To ask the Secretary of State for Transport what changes he made to the train service requirements from (a) Ashwell and Morden, (b)
Baldock and (c) Letchworth in the specification for the current Thameslink/First Capital Connect franchise compared to the service under the previous franchise. 
Mr. Tom Harris: There have been no changes in the specified service requirements from Ashwell and Morden, Baldock and Letchworth as a result of the implementation of the First Capital Connect Service Level Commitment in place of the Great Northern Franchise Passenger Service Requirement.
Mrs. Spelman: To ask the Secretary of State for Transport what plans he has to facilitate the creation of regional transport boards in addition to the South East and Yorkshire and Humber boards. 
Gillian Merron: It is open to every region to decide whether they wish to establish bodies to focus their involvement in regionally based transport exercises, such as the regional funding allocations process or development of the regional transport strategy.

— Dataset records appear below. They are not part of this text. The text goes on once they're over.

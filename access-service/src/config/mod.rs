use serde::Deserialize;
use service_core::config as core_config;
use service_core::error::AppError;
use std::env;

#[derive(Debug, Clone, Deserialize)]
pub struct AccessConfig {
    #[serde(flatten)]
    pub common: core_config::Config,
    pub environment: Environment,
    pub service_name: String,
    pub service_version: String,
    pub log_level: String,
    pub otlp_endpoint: Option<String>,
    pub store: StoreBackend,
    pub database: DatabaseConfig,
    pub api: ApiConfig,
    pub security: SecurityConfig,
    pub branding: BrandingConfig,
    pub bootstrap: BootstrapConfig,
}

#[derive(Debug, Clone, Deserialize, PartialEq)]
#[serde(rename_all = "lowercase")]
pub enum Environment {
    Dev,
    Prod,
}

#[derive(Debug, Clone, Copy, Deserialize, PartialEq)]
#[serde(rename_all = "lowercase")]
pub enum StoreBackend {
    Postgres,
    Memory,
}

#[derive(Debug, Clone, Deserialize)]
pub struct DatabaseConfig {
    pub url: String,
    pub max_connections: u32,
    pub min_connections: u32,
}

#[derive(Debug, Clone, Deserialize)]
pub struct ApiConfig {
    pub base_path: String,
    pub power_domain_id: i64,
}

#[derive(Debug, Clone, Deserialize)]
pub struct SecurityConfig {
    pub allowed_origins: Vec<String>,
}

#[derive(Debug, Clone, Deserialize)]
pub struct BrandingConfig {
    pub default_icon_id: i64,
}

/// Operator account created in the power domain at startup when a
/// password is configured.
#[derive(Debug, Clone, Deserialize)]
pub struct BootstrapConfig {
    pub admin_name: String,
    pub admin_password: Option<String>,
}

impl AccessConfig {
    pub fn from_env() -> Result<Self, AppError> {
        let common_config = core_config::Config::load()?;

        let env_str = env::var("ENVIRONMENT").unwrap_or_else(|_| "dev".to_string());
        let environment: Environment = env_str
            .parse()
            .map_err(|e: String| AppError::ConfigError(anyhow::anyhow!(e)))?;

        let is_prod = environment == Environment::Prod;

        let config = AccessConfig {
            common: common_config,
            environment: environment.clone(),
            service_name: get_env("SERVICE_NAME", Some("access-service"), is_prod)?,
            service_version: get_env("SERVICE_VERSION", Some(env!("CARGO_PKG_VERSION")), is_prod)?,
            log_level: get_env("LOG_LEVEL", Some("info"), is_prod)?,
            otlp_endpoint: env::var("OTLP_ENDPOINT").ok().filter(|s| !s.is_empty()),
            store: get_env("STORE_BACKEND", Some("postgres"), is_prod)?
                .parse()
                .map_err(|e: String| AppError::ConfigError(anyhow::anyhow!(e)))?,
            database: DatabaseConfig {
                url: get_env("DATABASE_URL", Some("postgres://localhost/access"), is_prod)?,
                max_connections: parse_env("DATABASE_MAX_CONNECTIONS", "10", is_prod)?,
                min_connections: parse_env("DATABASE_MIN_CONNECTIONS", "1", is_prod)?,
            },
            api: ApiConfig {
                base_path: get_env("API_BASE", Some("/api/v1"), is_prod)?,
                power_domain_id: parse_env("POWER_DOMAIN_ID", "1", is_prod)?,
            },
            security: SecurityConfig {
                allowed_origins: get_env(
                    "ALLOWED_ORIGINS",
                    Some("http://localhost:3000"),
                    is_prod,
                )?
                .split(',')
                .map(|s| s.trim().to_string())
                .filter(|s| !s.is_empty())
                .collect(),
            },
            branding: BrandingConfig {
                default_icon_id: parse_env("BRANDING_DEFAULT_ICON_ID", "23", is_prod)?,
            },
            bootstrap: BootstrapConfig {
                admin_name: env::var("BOOTSTRAP_ADMIN_NAME").unwrap_or_else(|_| "admin".to_string()),
                admin_password: env::var("BOOTSTRAP_ADMIN_PASSWORD")
                    .ok()
                    .filter(|s| !s.is_empty()),
            },
        };

        config.validate()?;
        Ok(config)
    }

    fn validate(&self) -> Result<(), AppError> {
        if self.common.port == 0 {
            return Err(AppError::ConfigError(anyhow::anyhow!(
                "PORT must be greater than 0"
            )));
        }

        if self.api.power_domain_id <= 0 {
            return Err(AppError::ConfigError(anyhow::anyhow!(
                "POWER_DOMAIN_ID must be positive"
            )));
        }

        if !self.api.base_path.starts_with('/') || self.api.base_path.ends_with('/') {
            return Err(AppError::ConfigError(anyhow::anyhow!(
                "API_BASE must start with '/' and must not end with one"
            )));
        }

        if self.database.min_connections > self.database.max_connections {
            return Err(AppError::ConfigError(anyhow::anyhow!(
                "DATABASE_MIN_CONNECTIONS exceeds DATABASE_MAX_CONNECTIONS"
            )));
        }

        if self.environment == Environment::Prod {
            if self.security.allowed_origins.iter().any(|o| o == "*") {
                return Err(AppError::ConfigError(anyhow::anyhow!(
                    "Wildcard CORS origin not allowed in production"
                )));
            }

            if self.store == StoreBackend::Memory {
                tracing::error!("In-memory store configured in production - all data is lost on restart");
            }
        }

        Ok(())
    }
}

fn get_env(key: &str, default: Option<&str>, is_prod: bool) -> Result<String, AppError> {
    match env::var(key) {
        Ok(val) => Ok(val),
        Err(_) => {
            if is_prod {
                Err(AppError::ConfigError(anyhow::anyhow!(format!(
                    "{} is required in production but not set",
                    key
                ))))
            } else if let Some(def) = default {
                Ok(def.to_string())
            } else {
                Err(AppError::ConfigError(anyhow::anyhow!(format!(
                    "{} is required but not set",
                    key
                ))))
            }
        }
    }
}

fn parse_env<T>(key: &str, default: &str, is_prod: bool) -> Result<T, AppError>
where
    T: std::str::FromStr,
    T::Err: std::fmt::Display,
{
    get_env(key, Some(default), is_prod)?
        .parse()
        .map_err(|e: T::Err| AppError::ConfigError(anyhow::anyhow!("{}: {}", key, e)))
}

impl std::str::FromStr for Environment {
    type Err = String;

    fn from_str(s: &str) -> Result<Self, Self::Err> {
        match s.to_lowercase().as_str() {
            "dev" => Ok(Environment::Dev),
            "prod" => Ok(Environment::Prod),
            _ => Err(format!("Invalid environment: {}", s)),
        }
    }
}

impl std::str::FromStr for StoreBackend {
    type Err = String;

    fn from_str(s: &str) -> Result<Self, Self::Err> {
        match s.to_lowercase().as_str() {
            "postgres" => Ok(StoreBackend::Postgres),
            "memory" => Ok(StoreBackend::Memory),
            _ => Err(format!("Invalid store backend: {}", s)),
        }
    }
}
pub mod access;
pub mod auth;
pub mod principal;

use serde::{Deserialize, Serialize};

#[derive(Debug, Serialize, Deserialize)]
pub struct ErrorResponse {
    pub error: String,
}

Whether to do so, and what the structure and tasks to be assigned to such bodies should be, is for individual regions to decide. I understand that several regions have chosen to establish such bodies.
Mr. Lancaster: To ask the Secretary of State for International Development pursuant to the answer of 24 January 2007, Official Report, column 1779W, on Afghanistan, if he will break down how the 70 per cent. of aid given direct to the Afghanistan Government has been spent; and what steps he is taking (a) to audit the spending and (b) to ensure it has been well spent. 
Mr. Thomas [holding answer 5 February 2007]: In 2006-07 DFID expects to provide 70 per cent. of its support to Afghanistan to the Government budget. £10 million was channelled through the Afghanistan Reconstruction Trust Fund (ARTF), a multi-donor pooled fund which supports the Government's operating costs and priority development activities but earmarked for specific programmes. These included £5 million each for the National Solidarity Programme (NSP), and the Microfinance Investment Support Facility for Afghanistan (MISFA). NSP has so far created 16,000 community development councils across all 34 provinces of Afghanistan with over £147 million spent on over 22,000 projects in the areas of agriculture, education, health, irrigation, power, public buildings, transport and water supply. MISFA has so far provided small loans to 234,000 clients. Nearly 75 per cent. of those receiving loans are women.
A further £10 million has been committed as our first contribution to the Helmand Agriculture and Rural Development Programme (HARDP), a programme to facilitate the roll-out of the government of Afghanistan's national programmes specifically in Helmand province. To date 150 wells are being
constructed, with a further 150 wells and 49km of road construction commencing this week.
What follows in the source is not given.